Hi Korry! In my web site I published some easy and tasty Italian recipes. I think my way of cooking is very 'light', if you're interested, try some of them, and let me know!
Simona


----------



## jkath (Jan 31, 2008)

Hi Korry - 
Welcome to DC & best of luck with eating healthier!

I think a big part of eating healthier is to know what exactly you're eating...by drastically reducing the amount of pre-packaged foods, and instead make everything from scratch. 
Steaming is a great start - here's another:
I like to cut up various root vegetables, place them in a big pan, along with a whole chicken or two then put in a bit of chicken broth, salt & pepper, garlic & lemon. I like to stuff the inside of the chicken with some fresh herbs and the lemon peels as well. Then roast in the oven at 425 degrees for about 90 min till the chicken is nice and golden.


----------



## korry1977 (Jan 31, 2008)

simonaskitchen said:


> Hi Korry! In my web site I published some easy and tasty Italian recipes. I think my way of cooking is very 'light', if you're interested, try some of them, and let me know!
> Simona


 
ok thanks... what is your website? 

just type it out with spaces, like:  w w w . m s n . c o m



jkath said:


> Hi Korry -
> Welcome to DC & best of luck with eating healthier!
> 
> I think a big part of eating healthier is to know what exactly you're eating...by drastically reducing the amount of pre-packaged foods, and instead make everything from scratch.
> ...


 
Thanks for the welcome... I have been reducing eating prepackaged foods, fast foods, eating out at restaurants...  I try to put it in tupperware to go, so I can enjoy mulitple meals on-the-go or at my destination.  I have one of those "blue ice" coolers, but Im afraid after 1pm its no longer cold, lol...

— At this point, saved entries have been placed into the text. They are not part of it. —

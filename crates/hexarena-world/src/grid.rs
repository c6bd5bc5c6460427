//! The hexagonal arena grid.
//!
//! A [`Grid`] is a flat array of [`Tile`]s indexed by a coordinate-to-index
//! function over axial coordinates. Tile type and level are pure functions
//! of the distance from the center and never change after creation.
//!
//! Every mutation (`place_agent`, `remove_agent`, `move_agent`, `add_item`,
//! `remove_item`) takes `&self` and returns a new grid, so the previous
//! epoch's grid stays intact for diffing. Mutations do not validate game
//! rules: callers check vacancy and adjacency before moving agents.
//!
//! Queries never fail. Coordinates outside the grid yield `None`, `false`
//! or an empty collection.

use std::collections::{BTreeMap, VecDeque};

use hexarena_types::{
    AgentId, HexCoord, Item, ItemId, PhaseName, SerializedGrid, SerializedTile, Tile, TileType,
};

use crate::error::WorldError;
use crate::storm;

/// Largest radius a grid may have.
pub const MAX_GRID_RADIUS: u32 = 64;

/// Classify a tile by its distance from the center.
///
/// Rings 0 and 1 are the cornucopia (levels 4 and 3), the outermost ring is
/// the edge (level 1), everything between is normal (level 2).
pub const fn classify(distance: u32, radius: u32) -> (TileType, u8) {
    match distance {
        0 => (TileType::Cornucopia, 4),
        1 => (TileType::Cornucopia, 3),
        d if d >= radius => (TileType::Edge, 1),
        _ => (TileType::Normal, 2),
    }
}

/// The arena grid.
#[derive(Debug, Clone, PartialEq, Eq)]
pub struct Grid {
    /// Maximum distance from the center.
    radius: u32,
    /// Tiles in `(q, r)` order.
    tiles: Vec<Tile>,
    /// Index of the first tile of each `q` column, offset by `radius`.
    column_offsets: Vec<usize>,
}

impl Grid {
    /// Create a grid of the given radius with no occupants and no items.
    ///
    /// Radii above [`MAX_GRID_RADIUS`] are clamped.
    pub fn new(radius: u32) -> Self {
        let radius = radius.min(MAX_GRID_RADIUS);
        let r = i32::try_from(radius).unwrap_or(0);

        let mut tiles = Vec::new();
        let mut column_offsets = Vec::new();
        for q in -r..=r {
            column_offsets.push(tiles.len());
            let (r_min, r_max) = column_bounds(q, r);
            for row in r_min..=r_max {
                let coord = HexCoord::new(q, row);
                let (tile_type, level) = classify(coord.ring(), radius);
                tiles.push(Tile {
                    coord,
                    tile_type,
                    level,
                    occupant_id: None,
                    items: Vec::new(),
                });
            }
        }

        Self {
            radius,
            tiles,
            column_offsets,
        }
    }

    /// The grid radius.
    pub const fn radius(&self) -> u32 {
        self.radius
    }

    /// Number of tiles (`3r² + 3r + 1`).
    pub fn tile_count(&self) -> usize {
        self.tiles.len()
    }

    /// Iterate over all tiles in `(q, r)` order.
    pub fn tiles(&self) -> impl Iterator<Item = &Tile> {
        self.tiles.iter()
    }

    /// Whether the coordinate lies on the grid.
    pub fn contains(&self, coord: HexCoord) -> bool {
        self.index_of(coord).is_some()
    }

    /// Look up a tile.
    pub fn tile(&self, coord: HexCoord) -> Option<&Tile> {
        self.index_of(coord).and_then(|i| self.tiles.get(i))
    }

    /// The agent standing on a tile.
    pub fn occupant(&self, coord: HexCoord) -> Option<AgentId> {
        self.tile(coord).and_then(|t| t.occupant_id)
    }

    /// Where an agent currently stands.
    pub fn position_of(&self, agent: AgentId) -> Option<HexCoord> {
        self.tiles
            .iter()
            .find(|t| t.occupant_id == Some(agent))
            .map(|t| t.coord)
    }

    /// On-grid neighbors of a coordinate.
    pub fn neighbors(&self, coord: HexCoord) -> Vec<HexCoord> {
        if !self.contains(coord) {
            return Vec::new();
        }
        coord
            .neighbors()
            .into_iter()
            .filter(|n| self.contains(*n))
            .collect()
    }

    /// Whether two coordinates are exactly one step apart.
    pub const fn is_adjacent(a: HexCoord, b: HexCoord) -> bool {
        a.distance(b) == 1
    }

    /// Hex distance between two coordinates.
    pub const fn distance(a: HexCoord, b: HexCoord) -> u32 {
        a.distance(b)
    }

    /// Breadth-first shortest path from `start` to `end`, both inclusive.
    ///
    /// With `avoid_occupied`, tiles holding an agent are not traversed,
    /// except `end` itself. Returns `None` when either endpoint is off the
    /// grid or no path exists.
    pub fn find_path(
        &self,
        start: HexCoord,
        end: HexCoord,
        avoid_occupied: bool,
    ) -> Option<Vec<HexCoord>> {
        if !self.contains(start) || !self.contains(end) {
            return None;
        }
        if start == end {
            return Some(vec![start]);
        }

        let mut prev: BTreeMap<HexCoord, HexCoord> = BTreeMap::new();
        let mut queue = VecDeque::new();
        queue.push_back(start);

        'search: while let Some(current) = queue.pop_front() {
            for next in self.neighbors(current) {
                if next == start || prev.contains_key(&next) {
                    continue;
                }
                if avoid_occupied && next != end && self.occupant(next).is_some() {
                    continue;
                }
                prev.insert(next, current);
                if next == end {
                    break 'search;
                }
                queue.push_back(next);
            }
        }

        if !prev.contains_key(&end) {
            return None;
        }

        let mut path = VecDeque::new();
        let mut current = end;
        path.push_front(current);
        while let Some(&predecessor) = prev.get(&current) {
            path.push_front(predecessor);
            current = predecessor;
            if current == start {
                break;
            }
        }
        Some(path.into_iter().collect())
    }

    // -------------------------------------------------------------------
    // Mutations (each returns a new grid)
    // -------------------------------------------------------------------

    /// Put an agent on a tile, replacing any occupant.
    #[must_use]
    pub fn place_agent(&self, agent: AgentId, coord: HexCoord) -> Self {
        self.with_tile(coord, |tile| tile.occupant_id = Some(agent))
    }

    /// Clear every tile the agent occupies.
    #[must_use]
    pub fn remove_agent(&self, agent: AgentId) -> Self {
        let mut next = self.clone();
        for tile in &mut next.tiles {
            if tile.occupant_id == Some(agent) {
                tile.occupant_id = None;
            }
        }
        next
    }

    /// Move an agent from `from` to `to`.
    ///
    /// The source tile is cleared and the destination gets the agent. If
    /// either coordinate is off the grid the grid is returned unchanged.
    #[must_use]
    pub fn move_agent(&self, agent: AgentId, from: HexCoord, to: HexCoord) -> Self {
        if !self.contains(from) || !self.contains(to) {
            return self.clone();
        }
        self.with_tile(from, |tile| tile.occupant_id = None)
            .with_tile(to, |tile| tile.occupant_id = Some(agent))
    }

    /// Add an item to the tile at `item.coord`.
    #[must_use]
    pub fn add_item(&self, item: Item) -> Self {
        let coord = item.coord;
        self.with_tile(coord, move |tile| tile.items.push(item))
    }

    /// Remove an item from a tile.
    #[must_use]
    pub fn remove_item(&self, coord: HexCoord, item: ItemId) -> Self {
        self.with_tile(coord, |tile| tile.items.retain(|i| i.id != item))
    }

    // -------------------------------------------------------------------
    // Storm and spawn queries
    // -------------------------------------------------------------------

    /// Tiles covered by the storm during `phase`.
    pub fn storm_tiles(&self, phase: PhaseName) -> Vec<HexCoord> {
        self.tiles
            .iter()
            .map(|t| t.coord)
            .filter(|c| storm::in_storm(*c, storm::storm_ring(phase)))
            .collect()
    }

    /// Whether a coordinate is a storm tile during `phase`. Off-grid
    /// coordinates are never storm tiles.
    pub fn is_storm_tile(&self, coord: HexCoord, phase: PhaseName) -> bool {
        self.contains(coord) && storm::in_storm(coord, storm::storm_ring(phase))
    }

    /// Tiles outside the storm during `phase`.
    pub fn safe_tiles(&self, phase: PhaseName) -> Vec<HexCoord> {
        self.tiles
            .iter()
            .map(|t| t.coord)
            .filter(|c| !storm::in_storm(*c, storm::storm_ring(phase)))
            .collect()
    }

    /// The outermost ring, lowest level. Spawn candidates.
    pub fn outer_ring_tiles(&self) -> Vec<HexCoord> {
        self.tiles
            .iter()
            .filter(|t| t.coord.ring() == self.radius)
            .map(|t| t.coord)
            .collect()
    }

    /// Coordinates of all tiles of a given type.
    pub fn tiles_of_type(&self, tile_type: TileType) -> Vec<HexCoord> {
        self.tiles
            .iter()
            .filter(|t| t.tile_type == tile_type)
            .map(|t| t.coord)
            .collect()
    }

    /// The candidate nearest to `from`; the first one wins ties.
    pub fn closest_to(from: HexCoord, candidates: &[HexCoord]) -> Option<HexCoord> {
        candidates.iter().copied().min_by_key(|c| from.distance(*c))
    }

    /// The nearest tile holding at least one item.
    pub fn find_nearest_item_tile(&self, from: HexCoord) -> Option<HexCoord> {
        let stocked: Vec<HexCoord> = self
            .tiles
            .iter()
            .filter(|t| !t.items.is_empty())
            .map(|t| t.coord)
            .collect();
        Self::closest_to(from, &stocked)
    }

    // -------------------------------------------------------------------
    // Internals
    // -------------------------------------------------------------------

    fn index_of(&self, coord: HexCoord) -> Option<usize> {
        if coord.ring() > self.radius {
            return None;
        }
        let r = i32::try_from(self.radius).ok()?;
        let column = usize::try_from(coord.q.checked_add(r)?).ok()?;
        let offset = *self.column_offsets.get(column)?;
        let (r_min, _) = column_bounds(coord.q, r);
        let row = usize::try_from(coord.r.checked_sub(r_min)?).ok()?;
        offset.checked_add(row)
    }

    fn with_tile(&self, coord: HexCoord, f: impl FnOnce(&mut Tile)) -> Self {
        let mut next = self.clone();
        if let Some(tile) = next.index_of(coord).and_then(|i| next.tiles.get_mut(i)) {
            f(tile);
        }
        next
    }
}

/// Row bounds `(r_min, r_max)` of column `q` in a grid of radius `r`.
fn column_bounds(q: i32, r: i32) -> (i32, i32) {
    let neg_r = r.saturating_neg();
    let r_min = neg_r.max(neg_r.saturating_sub(q));
    let r_max = r.min(r.saturating_sub(q));
    (r_min, r_max)
}

// ---------------------------------------------------------------------------
// Serialization
// ---------------------------------------------------------------------------

/// Parse a `"q,r"` coordinate key.
pub fn parse_key(key: &str) -> Result<HexCoord, WorldError> {
    let malformed = || WorldError::MalformedKey(key.to_owned());
    let (q, r) = key.split_once(',').ok_or_else(malformed)?;
    let q = q.trim().parse::<i32>().map_err(|_err| malformed())?;
    let r = r.trim().parse::<i32>().map_err(|_err| malformed())?;
    Ok(HexCoord::new(q, r))
}

/// Convert a grid to its wire form, tiles in `(q, r)` order.
pub fn serialize_grid(grid: &Grid) -> SerializedGrid {
    SerializedGrid {
        radius: grid.radius,
        tiles: grid
            .tiles
            .iter()
            .map(|t| SerializedTile {
                key: t.coord.key(),
                tile_type: t.tile_type,
                level: t.level,
                occupant_id: t.occupant_id,
                items: t.items.clone(),
            })
            .collect(),
    }
}

/// Rebuild a grid from its wire form.
///
/// Type and level are recomputed from the coordinate; occupants and items
/// are restored. Tiles missing from the input come back empty.
pub fn deserialize_grid(data: &SerializedGrid) -> Result<Grid, WorldError> {
    if data.radius > MAX_GRID_RADIUS {
        return Err(WorldError::RadiusTooLarge(data.radius));
    }
    let mut grid = Grid::new(data.radius);
    for st in &data.tiles {
        let coord = parse_key(&st.key)?;
        let Some(tile) = grid.index_of(coord).and_then(|i| grid.tiles.get_mut(i)) else {
            return Err(WorldError::OutOfBounds {
                coord,
                radius: data.radius,
            });
        };
        tile.occupant_id = st.occupant_id;
        tile.items.clone_from(&st.items);
    }
    Ok(grid)
}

Also, thanks for your recipe... sounds delicious...


----------



## JillBurgh (Jan 31, 2008)

I am also trying to eat a little healthier, Korry.  I assume from your screen name that you just turned 30, as did I. Things don't quite "sit" like they used to.

I find that I enjoy watching "Healthy Attitude" with Ellie on Food Network (HD).  She's a nutritionist so she tells you why she is using what she puts in her recipes, so it's a real learning experience.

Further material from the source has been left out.